Noah Carter first noticed something was off about the girl next door when she apologized to a plant.

Not like, metaphorically. Not in a "haha I forgot to water you" way. He meant a full-on, soft, serious, "I'm sorry, I should've checked on you sooner," whispered at two in the morning on the apartment balcony.

He only heard it because the walls in their building were thin and he couldn't sleep.

At the time, he told himself she was just… really into gardening.

Which was still the explanation he was going with, even three weeks later, despite mounting evidence that his neighbor, Elara Weiss, might be the strangest person he had ever met.

She had moved in quietly. No moving truck, no loud relatives, no boxes cluttering the hallway. One day the apartment was empty, and the next, she was there — slim, pale, long light hair, wearing a simple black dress and holding a single potted flower like it was fragile in a way that went beyond "don't drop it."

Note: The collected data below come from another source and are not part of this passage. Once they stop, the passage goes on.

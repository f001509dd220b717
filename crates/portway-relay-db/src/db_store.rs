//! SeaORM-backed tunnel store

use async_trait::async_trait;
use chrono::{DateTime, Utc};
use sea_orm::prelude::Expr;
use sea_orm::{
    ActiveModelTrait, ColumnTrait, Condition, DatabaseConnection, DbErr, EntityTrait,
    QueryFilter, Set, SqlErr,
};
use std::time::Duration;
use tracing::debug;

use crate::entities::tunnel_registration::{self, Column, Entity};
use crate::store::{NewRegistration, StoreError, TunnelRegistration, TunnelStore};

/// Default window after which an active but silent claim can be taken over
pub const DEFAULT_STALE_AFTER: Duration = Duration::from_secs(5 * 60);

pub struct DbTunnelStore {
    db: DatabaseConnection,
    stale_after: chrono::Duration,
}

impl DbTunnelStore {
    pub fn new(db: DatabaseConnection) -> Self {
        Self {
            db,
            stale_after: to_chrono(DEFAULT_STALE_AFTER),
        }
    }

    pub fn with_stale_after(mut self, stale_after: Duration) -> Self {
        self.stale_after = to_chrono(stale_after);
        self
    }

    pub fn connection(&self) -> &DatabaseConnection {
        &self.db
    }
}

pub(crate) fn to_chrono(duration: Duration) -> chrono::Duration {
    chrono::Duration::from_std(duration).unwrap_or_else(|_| chrono::Duration::days(36_500))
}

fn is_unique_violation(err: &DbErr) -> bool {
    matches!(err.sql_err(), Some(SqlErr::UniqueConstraintViolation(_)))
}

#[async_trait]
impl TunnelStore for DbTunnelStore {
    async fn claim(&self, new: NewRegistration) -> Result<TunnelRegistration, StoreError> {
        let now = Utc::now();
        let subdomain = new.subdomain.clone();

        let fresh = tunnel_registration::ActiveModel {
            subdomain: Set(new.subdomain.clone()),
            tunnel_id: Set(new.tunnel_id.clone()),
            local_port: Set(i32::from(new.local_port)),
            local_host: Set(new.local_host.clone()),
            password_hash: Set(new.password_hash.clone()),
            ip_allow_list: Set(new.ip_allow_list.clone()),
            expires_at: Set(new.expires_at),
            inspect: Set(new.inspect),
            total_requests: Set(0),
            is_active: Set(true),
            last_active_at: Set(now),
            created_at: Set(now),
        };

        match fresh.insert(&self.db).await {
            Ok(model) => return TunnelRegistration::try_from(model),
            Err(e) if is_unique_violation(&e) => {
                debug!("Subdomain '{}' has a row, attempting takeover", subdomain);
            }
            Err(e) => return Err(e.into()),
        }

        // The row exists. Take it over only if it is inactive or stale; the
        // WHERE clause makes this a single atomic compare-and-set.
        let stale_before = now
            .checked_sub_signed(self.stale_after)
            .unwrap_or(DateTime::<Utc>::MIN_UTC);
        let result = Entity::update_many()
            .col_expr(Column::TunnelId, Expr::value(new.tunnel_id))
            .col_expr(Column::LocalPort, Expr::value(i32::from(new.local_port)))
            .col_expr(Column::LocalHost, Expr::value(new.local_host))
            .col_expr(Column::PasswordHash, Expr::value(new.password_hash))
            .col_expr(Column::IpAllowList, Expr::value(new.ip_allow_list))
            .col_expr(Column::ExpiresAt, Expr::value(new.expires_at))
            .col_expr(Column::Inspect, Expr::value(new.inspect))
            .col_expr(Column::IsActive, Expr::value(true))
            .col_expr(Column::LastActiveAt, Expr::value(now))
            .filter(Column::Subdomain.eq(subdomain.as_str()))
            .filter(
                Condition::any()
                    .add(Column::IsActive.eq(false))
                    .add(Column::LastActiveAt.lt(stale_before)),
            )
            .exec(&self.db)
            .await?;

        if result.rows_affected == 0 {
            return Err(StoreError::Conflict(subdomain));
        }

        self.find_by_subdomain(&subdomain)
            .await?
            .ok_or(StoreError::Conflict(subdomain))
    }

    async fn find_by_subdomain(
        &self,
        subdomain: &str,
    ) -> Result<Option<TunnelRegistration>, StoreError> {
        Entity::find_by_id(subdomain.to_string())
            .one(&self.db)
            .await?
            .map(TunnelRegistration::try_from)
            .transpose()
    }

    async fn record_activity(&self, subdomain: &str, requests: u64) -> Result<(), StoreError> {
        let increment = i64::try_from(requests).unwrap_or(i64::MAX);
        Entity::update_many()
            .col_expr(
                Column::TotalRequests,
                Expr::col(Column::TotalRequests).add(increment),
            )
            .col_expr(Column::LastActiveAt, Expr::value(Utc::now()))
            .filter(Column::Subdomain.eq(subdomain))
            .exec(&self.db)
            .await?;
        Ok(())
    }

    async fn deactivate(&self, subdomain: &str, tunnel_id: &str) -> Result<bool, StoreError> {
        let result = Entity::update_many()
            .col_expr(Column::IsActive, Expr::value(false))
            .filter(Column::Subdomain.eq(subdomain))
            .filter(Column::TunnelId.eq(tunnel_id))
            .filter(Column::IsActive.eq(true))
            .exec(&self.db)
            .await?;
        Ok(result.rows_affected > 0)
    }

    async fn list_active(&self) -> Result<Vec<TunnelRegistration>, StoreError> {
        Entity::find()
            .filter(Column::IsActive.eq(true))
            .all(&self.db)
            .await?
            .into_iter()
            .map(TunnelRegistration::try_from)
            .collect()
    }
}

She had bowed slightly when they first ran into each other outside their doors.

"I'm Elara. I just moved in next door."

Her voice had been calm. Polite. Distant, but not cold.

Noah, halfway through unlocking his door and already tired from school, had blinked at her for half a second too long before replying, "Uh—Noah. I live… here. Obviously. Next door. To you. Which you just said."

Great first impression.

She hadn't laughed at him. Hadn't looked annoyed, either. She'd just tilted her head a little, like she found him mildly interesting, and said, "It's nice to meet you, Noah."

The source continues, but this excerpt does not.